Task statement:
Set down each entry from the block beneath, exactly as written.

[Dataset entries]
▼▼▼

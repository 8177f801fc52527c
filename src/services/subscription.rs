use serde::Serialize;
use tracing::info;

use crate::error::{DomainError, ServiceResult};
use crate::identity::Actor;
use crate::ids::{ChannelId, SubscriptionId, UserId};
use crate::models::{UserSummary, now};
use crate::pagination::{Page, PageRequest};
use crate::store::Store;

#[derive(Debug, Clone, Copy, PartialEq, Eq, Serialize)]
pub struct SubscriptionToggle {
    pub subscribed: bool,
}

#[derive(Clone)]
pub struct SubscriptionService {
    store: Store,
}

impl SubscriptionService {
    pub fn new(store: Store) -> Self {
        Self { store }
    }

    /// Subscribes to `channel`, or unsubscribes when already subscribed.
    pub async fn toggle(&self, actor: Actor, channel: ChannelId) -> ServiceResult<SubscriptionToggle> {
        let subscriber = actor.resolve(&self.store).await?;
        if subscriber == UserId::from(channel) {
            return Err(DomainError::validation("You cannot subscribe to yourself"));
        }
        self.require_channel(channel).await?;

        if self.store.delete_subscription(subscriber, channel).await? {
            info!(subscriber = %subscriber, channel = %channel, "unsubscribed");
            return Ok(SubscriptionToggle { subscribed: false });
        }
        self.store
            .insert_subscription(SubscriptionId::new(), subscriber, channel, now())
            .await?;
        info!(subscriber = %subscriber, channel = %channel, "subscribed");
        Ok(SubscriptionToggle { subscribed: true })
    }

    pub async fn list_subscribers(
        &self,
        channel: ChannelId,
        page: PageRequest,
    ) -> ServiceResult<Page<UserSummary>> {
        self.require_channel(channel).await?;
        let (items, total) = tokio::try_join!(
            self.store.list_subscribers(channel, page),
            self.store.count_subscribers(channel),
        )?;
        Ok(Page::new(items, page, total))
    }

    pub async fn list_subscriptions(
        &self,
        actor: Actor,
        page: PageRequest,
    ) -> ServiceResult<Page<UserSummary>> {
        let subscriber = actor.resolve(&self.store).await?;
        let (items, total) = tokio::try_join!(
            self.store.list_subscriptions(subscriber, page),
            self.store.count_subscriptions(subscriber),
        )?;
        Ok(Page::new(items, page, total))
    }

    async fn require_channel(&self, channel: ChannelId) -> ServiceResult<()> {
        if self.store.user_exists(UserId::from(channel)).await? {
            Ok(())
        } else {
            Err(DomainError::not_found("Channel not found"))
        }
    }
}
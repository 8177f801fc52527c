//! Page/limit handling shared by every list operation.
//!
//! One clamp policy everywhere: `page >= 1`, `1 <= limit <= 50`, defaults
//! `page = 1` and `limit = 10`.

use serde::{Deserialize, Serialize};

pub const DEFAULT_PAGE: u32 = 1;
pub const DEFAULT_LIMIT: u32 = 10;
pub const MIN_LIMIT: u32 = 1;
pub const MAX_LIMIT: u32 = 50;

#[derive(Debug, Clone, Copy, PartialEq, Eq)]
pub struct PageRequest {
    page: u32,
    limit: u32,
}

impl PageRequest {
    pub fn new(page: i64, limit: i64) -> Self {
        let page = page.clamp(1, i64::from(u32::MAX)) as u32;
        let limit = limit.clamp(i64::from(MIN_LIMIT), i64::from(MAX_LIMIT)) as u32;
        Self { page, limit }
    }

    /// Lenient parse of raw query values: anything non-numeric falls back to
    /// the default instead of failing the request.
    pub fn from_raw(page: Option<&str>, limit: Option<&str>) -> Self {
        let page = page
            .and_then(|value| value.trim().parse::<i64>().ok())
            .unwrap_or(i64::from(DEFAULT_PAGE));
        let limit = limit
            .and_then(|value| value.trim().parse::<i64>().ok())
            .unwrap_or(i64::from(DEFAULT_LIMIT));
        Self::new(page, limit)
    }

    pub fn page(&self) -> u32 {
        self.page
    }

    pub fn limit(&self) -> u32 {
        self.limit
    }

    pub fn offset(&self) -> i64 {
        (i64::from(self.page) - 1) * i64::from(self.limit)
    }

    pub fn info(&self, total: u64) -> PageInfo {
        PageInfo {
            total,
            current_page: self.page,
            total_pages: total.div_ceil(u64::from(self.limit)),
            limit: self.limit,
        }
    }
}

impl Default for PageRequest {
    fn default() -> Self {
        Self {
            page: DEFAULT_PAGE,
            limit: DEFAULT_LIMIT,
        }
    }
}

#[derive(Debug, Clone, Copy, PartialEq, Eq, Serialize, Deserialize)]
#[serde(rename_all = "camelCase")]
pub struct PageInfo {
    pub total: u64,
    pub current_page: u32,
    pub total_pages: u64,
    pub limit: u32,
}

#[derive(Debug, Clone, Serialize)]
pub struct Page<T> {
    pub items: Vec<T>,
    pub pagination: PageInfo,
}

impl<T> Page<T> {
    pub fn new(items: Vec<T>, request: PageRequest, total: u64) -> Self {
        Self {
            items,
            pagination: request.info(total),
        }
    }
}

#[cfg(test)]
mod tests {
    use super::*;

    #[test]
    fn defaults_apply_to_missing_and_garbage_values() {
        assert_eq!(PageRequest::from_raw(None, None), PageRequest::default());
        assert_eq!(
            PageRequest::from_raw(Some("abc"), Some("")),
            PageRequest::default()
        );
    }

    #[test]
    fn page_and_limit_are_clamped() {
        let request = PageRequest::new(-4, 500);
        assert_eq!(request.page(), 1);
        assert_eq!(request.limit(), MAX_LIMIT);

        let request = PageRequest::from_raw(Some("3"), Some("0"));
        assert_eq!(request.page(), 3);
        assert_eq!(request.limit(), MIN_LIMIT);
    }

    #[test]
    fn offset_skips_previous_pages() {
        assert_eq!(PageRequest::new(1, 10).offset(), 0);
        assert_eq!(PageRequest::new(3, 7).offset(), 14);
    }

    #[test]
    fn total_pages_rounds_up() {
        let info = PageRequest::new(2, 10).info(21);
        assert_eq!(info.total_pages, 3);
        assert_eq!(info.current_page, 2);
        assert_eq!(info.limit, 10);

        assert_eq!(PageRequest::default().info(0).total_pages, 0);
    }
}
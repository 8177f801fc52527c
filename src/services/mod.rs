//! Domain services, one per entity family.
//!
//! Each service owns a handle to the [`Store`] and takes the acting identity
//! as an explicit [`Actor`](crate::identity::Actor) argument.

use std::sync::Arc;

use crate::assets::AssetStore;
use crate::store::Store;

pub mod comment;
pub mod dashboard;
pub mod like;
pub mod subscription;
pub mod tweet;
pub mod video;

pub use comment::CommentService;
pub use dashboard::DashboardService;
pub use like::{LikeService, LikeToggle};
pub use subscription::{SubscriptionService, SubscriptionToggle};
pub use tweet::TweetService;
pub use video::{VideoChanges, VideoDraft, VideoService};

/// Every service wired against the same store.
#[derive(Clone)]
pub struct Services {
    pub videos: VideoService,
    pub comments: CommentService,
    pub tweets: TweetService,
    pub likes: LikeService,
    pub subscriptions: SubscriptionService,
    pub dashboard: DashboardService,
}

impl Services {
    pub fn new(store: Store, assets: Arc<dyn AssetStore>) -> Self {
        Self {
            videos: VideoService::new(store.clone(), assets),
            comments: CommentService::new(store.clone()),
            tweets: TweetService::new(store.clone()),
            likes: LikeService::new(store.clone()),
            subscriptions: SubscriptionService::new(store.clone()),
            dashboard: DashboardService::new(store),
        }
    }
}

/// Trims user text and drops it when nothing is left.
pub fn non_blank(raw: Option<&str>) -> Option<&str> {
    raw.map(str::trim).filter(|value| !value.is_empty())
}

▲▲▲

Response to this task:
repository 8177f801fc52527c
filename src/services/subscription.rs
use serde::Serialize;
use tracing::info;

use crate::error::{DomainError, ServiceResult};
use crate::identity::Actor;
use crate::ids::{ChannelId, SubscriptionId, UserId};
use crate::models::{UserSummary, now};
use crate::pagination::{Page, PageRequest};
use crate::store::Store;

#[derive(Debug, Clone, Copy, PartialEq, Eq, Serialize)]
pub struct SubscriptionToggle {
    pub subscribed: bool,
}

#[derive(Clone)]
pub struct SubscriptionService {
    store: Store,
}

impl SubscriptionService {
    pub fn new(store: Store) -> Self {
        Self { store }
    }

    /// Subscribes to `channel`, or unsubscribes when already subscribed.
    pub async fn toggle(&self, actor: Actor, channel: ChannelId) -> ServiceResult<SubscriptionToggle> {
        let subscriber = actor.resolve(&self.store).await?;
        if subscriber == UserId::from(channel) {
            return Err(DomainError::validation("You cannot subscribe to yourself"));
        }
        self.require_channel(channel).await?;

        if self.store.delete_subscription(subscriber, channel).await? {
            info!(subscriber = %subscriber, channel = %channel, "unsubscribed");
            return Ok(SubscriptionToggle { subscribed: false });
        }
        self.store
            .insert_subscription(SubscriptionId::new(), subscriber, channel, now())
            .await?;
        info!(subscriber = %subscriber, channel = %channel, "subscribed");
        Ok(SubscriptionToggle { subscribed: true })
    }

    pub async fn list_subscribers(
        &self,
        channel: ChannelId,
        page: PageRequest,
    ) -> ServiceResult<Page<UserSummary>> {
        self.require_channel(channel).await?;
        let (items, total) = tokio::try_join!(
            self.store.list_subscribers(channel, page),
            self.store.count_subscribers(channel),
        )?;
        Ok(Page::new(items, page, total))
    }

    pub async fn list_subscriptions(
        &self,
        actor: Actor,
        page: PageRequest,
    ) -> ServiceResult<Page<UserSummary>> {
        let subscriber = actor.resolve(&self.store).await?;
        let (items, total) = tokio::try_join!(
            self.store.list_subscriptions(subscriber, page),
            self.store.count_subscriptions(subscriber),
        )?;
        Ok(Page::new(items, page, total))
    }

    async fn require_channel(&self, channel: ChannelId) -> ServiceResult<()> {
        if self.store.user_exists(UserId::from(channel)).await? {
            Ok(())
        } else {
            Err(DomainError::not_found("Channel not found"))
        }
    }
}
repository 8177f801fc52527c
//! Page/limit handling shared by every list operation.
//!
//! One clamp policy everywhere: `page >= 1`, `1 <= limit <= 50`, defaults
//! `page = 1` and `limit = 10`.

use serde::{Deserialize, Serialize};

pub const DEFAULT_PAGE: u32 = 1;
pub const DEFAULT_LIMIT: u32 = 10;
pub const MIN_LIMIT: u32 = 1;
pub const MAX_LIMIT: u32 = 50;

#[derive(Debug, Clone, Copy, PartialEq, Eq)]
pub struct PageRequest {
    page: u32,
    limit: u32,
}

impl PageRequest {
    pub fn new(page: i64, limit: i64) -> Self {
        let page = page.clamp(1, i64::from(u32::MAX)) as u32;
        let limit = limit.clamp(i64::from(MIN_LIMIT), i64::from(MAX_LIMIT)) as u32;
        Self { page, limit }
    }

    /// Lenient parse of raw query values: anything non-numeric falls back to
    /// the default instead of failing the request.
    pub fn from_raw(page: Option<&str>, limit: Option<&str>) -> Self {
        let page = page
            .and_then(|value| value.trim().parse::<i64>().ok())
            .unwrap_or(i64::from(DEFAULT_PAGE));
        let limit = limit
            .and_then(|value| value.trim().parse::<i64>().ok())
            .unwrap_or(i64::from(DEFAULT_LIMIT));
        Self::new(page, limit)
    }

    pub fn page(&self) -> u32 {
        self.page
    }

    pub fn limit(&self) -> u32 {
        self.limit
    }

    pub fn offset(&self) -> i64 {
        (i64::from(self.page) - 1) * i64::from(self.limit)
    }

    pub fn info(&self, total: u64) -> PageInfo {
        PageInfo {
            total,
            current_page: self.page,
            total_pages: total.div_ceil(u64::from(self.limit)),
            limit: self.limit,
        }
    }
}

impl Default for PageRequest {
    fn default() -> Self {
        Self {
            page: DEFAULT_PAGE,
            limit: DEFAULT_LIMIT,
        }
    }
}

#[derive(Debug, Clone, Copy, PartialEq, Eq, Serialize, Deserialize)]
#[serde(rename_all = "camelCase")]
pub struct PageInfo {
    pub total: u64,
    pub current_page: u32,
    pub total_pages: u64,
    pub limit: u32,
}

#[derive(Debug, Clone, Serialize)]
pub struct Page<T> {
    pub items: Vec<T>,
    pub pagination: PageInfo,
}

impl<T> Page<T> {
    pub fn new(items: Vec<T>, request: PageRequest, total: u64) -> Self {
        Self {
            items,
            pagination: request.info(total),
        }
    }
}

#[cfg(test)]
mod tests {
    use super::*;

    #[test]
    fn defaults_apply_to_missing_and_garbage_values() {
        assert_eq!(PageRequest::from_raw(None, None), PageRequest::default());
        assert_eq!(
            PageRequest::from_raw(Some("abc"), Some("")),
            PageRequest::default()
        );
    }

    #[test]
    fn page_and_limit_are_clamped() {
        let request = PageRequest::new(-4, 500);
        assert_eq!(request.page(), 1);
        assert_eq!(request.limit(), MAX_LIMIT);

        let request = PageRequest::from_raw(Some("3"), Some("0"));
        assert_eq!(request.page(), 3);
        assert_eq!(request.limit(), MIN_LIMIT);
    }

    #[test]
    fn offset_skips_previous_pages() {
        assert_eq!(PageRequest::new(1, 10).offset(), 0);
        assert_eq!(PageRequest::new(3, 7).offset(), 14);
    }

    #[test]
    fn total_pages_rounds_up() {
        let info = PageRequest::new(2, 10).info(21);
        assert_eq!(info.total_pages, 3);
        assert_eq!(info.current_page, 2);
        assert_eq!(info.limit, 10);

        assert_eq!(PageRequest::default().info(0).total_pages, 0);
    }
}
repository 8177f801fc52527c
filename src/services/mod.rs
//! Domain services, one per entity family.
//!
//! Each service owns a handle to the [`Store`] and takes the acting identity
//! as an explicit [`Actor`](crate::identity::Actor) argument.

use std::sync::Arc;

use crate::assets::AssetStore;
use crate::store::Store;

pub mod comment;
pub mod dashboard;
pub mod like;
pub mod subscription;
pub mod tweet;
pub mod video;

pub use comment::CommentService;
pub use dashboard::DashboardService;
pub use like::{LikeService, LikeToggle};
pub use subscription::{SubscriptionService, SubscriptionToggle};
pub use tweet::TweetService;
pub use video::{VideoChanges, VideoDraft, VideoService};

/// Every service wired against the same store.
#[derive(Clone)]
pub struct Services {
    pub videos: VideoService,
    pub comments: CommentService,
    pub tweets: TweetService,
    pub likes: LikeService,
    pub subscriptions: SubscriptionService,
    pub dashboard: DashboardService,
}

impl Services {
    pub fn new(store: Store, assets: Arc<dyn AssetStore>) -> Self {
        Self {
            videos: VideoService::new(store.clone(), assets),
            comments: CommentService::new(store.clone()),
            tweets: TweetService::new(store.clone()),
            likes: LikeService::new(store.clone()),
            subscriptions: SubscriptionService::new(store.clone()),
            dashboard: DashboardService::new(store),
        }
    }
}

/// Trims user text and drops it when nothing is left.
pub fn non_blank(raw: Option<&str>) -> Option<&str> {
    raw.map(str::trim).filter(|value| !value.is_empty())
}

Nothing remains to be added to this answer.